In 2008, Whipple researcher Blaine Whipple contacted the Whipple Website to announce that he was helping to start the Whipple Surname Family Tree DNA Project. Blaine was the first member of that project. Blaine stated the objective of the project as follows:
My hope is that it either leads to information that connects the Ipswich Whipples with the Dorchester, Massachusetts-Providence, Rhode Island Whipples or determines there is no relationship.
Blaine's extensive research had established that his own Whipple ancestor had come to Ipswich, Massachusetts, from Bocking, Essex county, England, in 1638. Rhode Island Whipples, on the other hand, descend from the teenage John Whipple who arrived in Dorchester, Massachusetts, six years earlier, in 1632, likely from Essex county, England. Teenage John eventually married and had a family, with whom he moved to Providence, Rhode Island, in 1658.

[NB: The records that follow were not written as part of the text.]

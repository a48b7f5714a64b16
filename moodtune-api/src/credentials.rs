//! Catalog credential resolution
//!
//! Two credential materials may be present in the auth directory:
//! - browser headers (`browser.json`, else `headers_auth.json`)
//! - an OAuth token (`oauth.json`), usable only together with the client id
//!   and secret from the environment
//!
//! Browser credentials are preferred for search because the song filter is
//! only reliable with them; OAuth is preferred for writes. When only one kind
//! exists it serves both roles. Having neither is the single configuration
//! failure of the pipeline.

use crate::catalog::{
    BrowserSession, CatalogAuth, CredentialKind, OAuthClientCredentials, OAuthSession,
    SearchCapable, WriteCapable, YtMusicClient,
};
use crate::error::PlaylistError;
use async_trait::async_trait;
use moodtune_common::config::CatalogConfig;
use std::path::{Path, PathBuf};
use std::sync::Arc;
use tokio::sync::RwLock;
use tracing::{debug, info, warn};

/// Browser credential file names, in priority order
pub const BROWSER_FILES: [&str; 2] = ["browser.json", "headers_auth.json"];

/// OAuth token file name
pub const OAUTH_FILE: &str = "oauth.json";

pub const OAUTH_CLIENT_ID_ENV: &str = "YT_OAUTH_CLIENT_ID";
pub const OAUTH_CLIENT_SECRET_ENV: &str = "YT_OAUTH_CLIENT_SECRET";

/// Where credential material is looked up
#[derive(Debug, Clone)]
pub struct CredentialSources {
    pub auth_dir: PathBuf,
    pub oauth_client_id: Option<String>,
    pub oauth_client_secret: Option<String>,
}

impl CredentialSources {
    /// Auth directory plus OAuth client secrets from the environment
    pub fn from_env(auth_dir: impl Into<PathBuf>) -> Self {
        let read = |name: &str| std::env::var(name).ok().filter(|v| !v.trim().is_empty());
        Self {
            auth_dir: auth_dir.into(),
            oauth_client_id: read(OAUTH_CLIENT_ID_ENV),
            oauth_client_secret: read(OAUTH_CLIENT_SECRET_ENV),
        }
    }
}

/// Which credential kind fills each role
#[derive(Debug, Clone, Copy, PartialEq, Eq)]
pub struct RoleAssignment {
    pub search: CredentialKind,
    pub write: CredentialKind,
}

/// Role policy given which kinds are usable
pub fn select_roles(browser: bool, oauth: bool) -> Option<RoleAssignment> {
    match (browser, oauth) {
        (true, true) => Some(RoleAssignment {
            search: CredentialKind::Browser,
            write: CredentialKind::OAuth,
        }),
        (true, false) => Some(RoleAssignment {
            search: CredentialKind::Browser,
            write: CredentialKind::Browser,
        }),
        (false, true) => Some(RoleAssignment {
            search: CredentialKind::OAuth,
            write: CredentialKind::OAuth,
        }),
        (false, false) => None,
    }
}

/// Search and write handles for one process
///
/// Both handles may point at the same client.
#[derive(Clone)]
pub struct ResolvedCredentials {
    pub search: Arc<dyn SearchCapable>,
    pub search_kind: CredentialKind,
    pub write: Arc<dyn WriteCapable>,
    pub write_kind: CredentialKind,
}

/// Source of catalog handles
#[async_trait]
pub trait CredentialProvider: Send + Sync {
    async fn resolve(&self) -> Result<Arc<ResolvedCredentials>, PlaylistError>;
}

/// Resolves handles from the auth directory, caching the first success
pub struct CredentialResolver {
    sources: CredentialSources,
    catalog: CatalogConfig,
    token_url: Option<String>,
    cached: RwLock<Option<Arc<ResolvedCredentials>>>,
}

impl CredentialResolver {
    pub fn new(sources: CredentialSources, catalog: CatalogConfig) -> Self {
        Self {
            sources,
            catalog,
            token_url: None,
            cached: RwLock::new(None),
        }
    }

    /// Override the OAuth token endpoint
    pub fn with_token_url(mut self, url: impl Into<String>) -> Self {
        self.token_url = Some(url.into());
        self
    }

    fn probe_browser(&self) -> Option<BrowserSession> {
        for name in BROWSER_FILES {
            let path = self.sources.auth_dir.join(name);
            if !path.is_file() {
                continue;
            }
            match BrowserSession::load(&path) {
                Ok(session) => {
                    debug!("Browser credentials loaded from {}", path.display());
                    return Some(session);
                }
                Err(e) => warn!("Ignoring browser credentials {}: {}", path.display(), e),
            }
        }
        None
    }

    fn probe_oauth(&self) -> Option<OAuthSession> {
        let path = self.sources.auth_dir.join(OAUTH_FILE);
        if !path.is_file() {
            return None;
        }

        let (Some(client_id), Some(client_secret)) = (
            self.sources.oauth_client_id.clone(),
            self.sources.oauth_client_secret.clone(),
        ) else {
            warn!(
                "{} exists but {} / {} are not both set; OAuth credentials unavailable",
                path.display(),
                OAUTH_CLIENT_ID_ENV,
                OAUTH_CLIENT_SECRET_ENV
            );
            return None;
        };

        let credentials = OAuthClientCredentials {
            client_id,
            client_secret,
        };
        match OAuthSession::load(&path, credentials) {
            Ok(session) => {
                debug!("OAuth token loaded from {}", path.display());
                Some(match &self.token_url {
                    Some(url) => session.with_token_url(url.clone()),
                    None => session,
                })
            }
            Err(e) => {
                warn!("Ignoring OAuth token {}: {}", path.display(), e);
                None
            }
        }
    }

    fn client(&self, auth: CatalogAuth) -> Result<Arc<YtMusicClient>, PlaylistError> {
        YtMusicClient::new(auth, &self.catalog)
            .map(Arc::new)
            .map_err(|e| PlaylistError::Configuration(format!("catalog client setup failed: {}", e)))
    }

    async fn resolve_uncached(&self) -> Result<ResolvedCredentials, PlaylistError> {
        let browser = self.probe_browser();
        let oauth = self.probe_oauth();

        let roles = select_roles(browser.is_some(), oauth.is_some()).ok_or_else(|| {
            PlaylistError::Configuration(format!(
                "no browser headers ({}) or OAuth token ({} with {} and {}) found in {}",
                BROWSER_FILES.join(" / "),
                OAUTH_FILE,
                OAUTH_CLIENT_ID_ENV,
                OAUTH_CLIENT_SECRET_ENV,
                display_dir(&self.sources.auth_dir)
            ))
        })?;

        let browser = browser
            .map(|s| self.client(CatalogAuth::Browser(s)))
            .transpose()?;
        let oauth = oauth
            .map(|s| self.client(CatalogAuth::OAuth(s)))
            .transpose()?;

        let pick = |kind: CredentialKind| -> Result<Arc<YtMusicClient>, PlaylistError> {
            let client = match kind {
                CredentialKind::Browser => browser.clone(),
                CredentialKind::OAuth => oauth.clone(),
            };
            client.ok_or_else(|| {
                PlaylistError::Configuration(format!("{} credentials missing", kind))
            })
        };

        let search = pick(roles.search)?;
        let write = pick(roles.write)?;

        info!(
            search = %roles.search,
            write = %roles.write,
            "Catalog credentials resolved"
        );

        Ok(ResolvedCredentials {
            search,
            search_kind: roles.search,
            write,
            write_kind: roles.write,
        })
    }
}

#[async_trait]
impl CredentialProvider for CredentialResolver {
    async fn resolve(&self) -> Result<Arc<ResolvedCredentials>, PlaylistError> {
        if let Some(resolved) = self.cached.read().await.as_ref() {
            return Ok(resolved.clone());
        }

        // Concurrent first requests may both resolve; the last one wins.
        let resolved = Arc::new(self.resolve_uncached().await?);
        *self.cached.write().await = Some(resolved.clone());
        Ok(resolved)
    }
}

fn display_dir(path: &Path) -> String {
    std::fs::canonicalize(path)
        .unwrap_or_else(|_| path.to_path_buf())
        .display()
        .to_string()
}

Blaine invited biologically male patrilineal Whipple descendants to participate in Y-chromosome DNA tests by submitting DNA samples to FamilyTree DNA in Houston, Texas. Weldon Whipple (whose father's father's father's father's father's father's father's father's father's father is the Dorchester/Providence John Whipple) immediately joined the project.
The initial tests showed that Blaine and Weldon were from different Y-DNA haplogroups. More patrilineal male Whipple descendants participated in the test. By the time Blaine passed away on January 3, 2015, it was established that the two groups of Whipples belong to different Y-DNA haplogroups:
Those interested in the details of the Whipple Y-DNA project can visit FamilyTree DNA's Whipple - Y-DNA Classic Chart. Analyses of that chart are beyond the scope of the Whipple Website (now the Whipple One-Name Study).
Although the objective of the original project begun by Blaine Whipple has been achieved, there are still numerous disconnected males with surname Whipple whose names appear on the Disconnected Whipples page.
If you are a male patrilineal descendant of one of those Whipples and have your Y-DNA tested, we are interested in learning about your Y-DNA haplogroup. ... Or perhaps you are a male patrilineal descendant of some other (yet undocumented) disconnected Whipple? If so, we are also interested in your Y-DNA results. Email your results to email@example.com.
The Whipple Website/One-Name Study currently has no plans for other types of DNA studies. Genealogical DNA research continues to develop rapidly, not only in Y-DNA testing, but in autosomal-DNA (atDNA), mitochondrial-DNA (mtDNA), X-chromosomal (X-DNA) and other testing methodologies.
When (and if) sufficient interest arises, we are potentially interested!